Dataset entries:

________

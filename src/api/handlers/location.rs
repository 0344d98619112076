use axum::{extract::{State, Path}, http::StatusCode, response::IntoResponse, Json};
use crate::state::AppState;
use crate::api::dtos::requests::{CreateLocationRequest, UpdateLocationRequest};
use crate::domain::models::location::{Location, NewLocationParams};
use crate::domain::services::timezone::resolve_timezone;
use crate::error::AppError;
use sqlx::types::Json as SqlJson;
use std::sync::Arc;
use tracing::info;

pub async fn create_location(
    State(state): State<Arc<AppState>>,
    Json(payload): Json<CreateLocationRequest>,
) -> Result<impl IntoResponse, AppError> {
    resolve_timezone(&payload.timezone)?;
    if payload.capacity <= 0 {
        return Err(AppError::Validation("Capacity must be positive".into()));
    }
    if payload.name.trim().is_empty() {
        return Err(AppError::Validation("Name is required".into()));
    }

    let location = Location::new(NewLocationParams {
        name: payload.name,
        address: payload.address,
        capacity: payload.capacity,
        timezone: payload.timezone,
        allowed_camp_types: payload.allowed_camp_types,
        allowed_dates: payload.allowed_dates,
    });
    let created = state.location_repo.create(&location).await?;
    info!(location_id = %created.id, timezone = %created.timezone, "Location created");
    Ok((StatusCode::CREATED, Json(created)))
}

pub async fn list_locations(
    State(state): State<Arc<AppState>>,
) -> Result<impl IntoResponse, AppError> {
    Ok(Json(state.location_repo.list().await?))
}

pub async fn update_location(
    State(state): State<Arc<AppState>>,
    Path(id): Path<String>,
    Json(payload): Json<UpdateLocationRequest>,
) -> Result<impl IntoResponse, AppError> {
    let mut location = state.location_repo.find_by_id(&id).await?
        .ok_or(AppError::NotFound("Location not found".into()))?;

    if let Some(tz) = payload.timezone {
        resolve_timezone(&tz)?;
        location.timezone = tz;
    }
    if let Some(capacity) = payload.capacity {
        if capacity <= 0 {
            return Err(AppError::Validation("Capacity must be positive".into()));
        }
        location.capacity = capacity;
    }
    if let Some(v) = payload.name { location.name = v; }
    if let Some(v) = payload.address { location.address = v; }
    if let Some(v) = payload.is_active { location.is_active = v; }
    if let Some(v) = payload.allowed_camp_types { location.allowed_camp_types = Some(SqlJson(v)); }
    if let Some(v) = payload.allowed_dates { location.allowed_dates = Some(SqlJson(v)); }

    let updated = state.location_repo.update(&location).await?;
    info!(location_id = %updated.id, "Location updated");
    Ok(Json(updated))
}

pub async fn delete_location(
    State(state): State<Arc<AppState>>,
    Path(id): Path<String>,
) -> Result<impl IntoResponse, AppError> {
    state.location_repo.delete(&id).await?;
    info!("Deleted location: {}", id);
    Ok(Json(serde_json::json!({"status": "deleted"})))
}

________

Exercise aim: Write out the records in full, exactly as they appear above.

Response to the exercise:
filename src/api/handlers/location.rs
repository 0344d98619112076
use axum::{extract::{State, Path}, http::StatusCode, response::IntoResponse, Json};
use crate::state::AppState;
use crate::api::dtos::requests::{CreateLocationRequest, UpdateLocationRequest};
use crate::domain::models::location::{Location, NewLocationParams};
use crate::domain::services::timezone::resolve_timezone;
use crate::error::AppError;
use sqlx::types::Json as SqlJson;
use std::sync::Arc;
use tracing::info;

pub async fn create_location(
    State(state): State<Arc<AppState>>,
    Json(payload): Json<CreateLocationRequest>,
) -> Result<impl IntoResponse, AppError> {
    resolve_timezone(&payload.timezone)?;
    if payload.capacity <= 0 {
        return Err(AppError::Validation("Capacity must be positive".into()));
    }
    if payload.name.trim().is_empty() {
        return Err(AppError::Validation("Name is required".into()));
    }

    let location = Location::new(NewLocationParams {
        name: payload.name,
        address: payload.address,
        capacity: payload.capacity,
        timezone: payload.timezone,
        allowed_camp_types: payload.allowed_camp_types,
        allowed_dates: payload.allowed_dates,
    });
    let created = state.location_repo.create(&location).await?;
    info!(location_id = %created.id, timezone = %created.timezone, "Location created");
    Ok((StatusCode::CREATED, Json(created)))
}

pub async fn list_locations(
    State(state): State<Arc<AppState>>,
) -> Result<impl IntoResponse, AppError> {
    Ok(Json(state.location_repo.list().await?))
}

pub async fn update_location(
    State(state): State<Arc<AppState>>,
    Path(id): Path<String>,
    Json(payload): Json<UpdateLocationRequest>,
) -> Result<impl IntoResponse, AppError> {
    let mut location = state.location_repo.find_by_id(&id).await?
        .ok_or(AppError::NotFound("Location not found".into()))?;

    if let Some(tz) = payload.timezone {
        resolve_timezone(&tz)?;
        location.timezone = tz;
    }
    if let Some(capacity) = payload.capacity {
        if capacity <= 0 {
            return Err(AppError::Validation("Capacity must be positive".into()));
        }
        location.capacity = capacity;
    }
    if let Some(v) = payload.name { location.name = v; }
    if let Some(v) = payload.address { location.address = v; }
    if let Some(v) = payload.is_active { location.is_active = v; }
    if let Some(v) = payload.allowed_camp_types { location.allowed_camp_types = Some(SqlJson(v)); }
    if let Some(v) = payload.allowed_dates { location.allowed_dates = Some(SqlJson(v)); }

    let updated = state.location_repo.update(&location).await?;
    info!(location_id = %updated.id, "Location updated");
    Ok(Json(updated))
}

pub async fn delete_location(
    State(state): State<Arc<AppState>>,
    Path(id): Path<String>,
) -> Result<impl IntoResponse, AppError> {
    state.location_repo.delete(&id).await?;
    info!("Deleted location: {}", id);
    Ok(Json(serde_json::json!({"status": "deleted"})))
}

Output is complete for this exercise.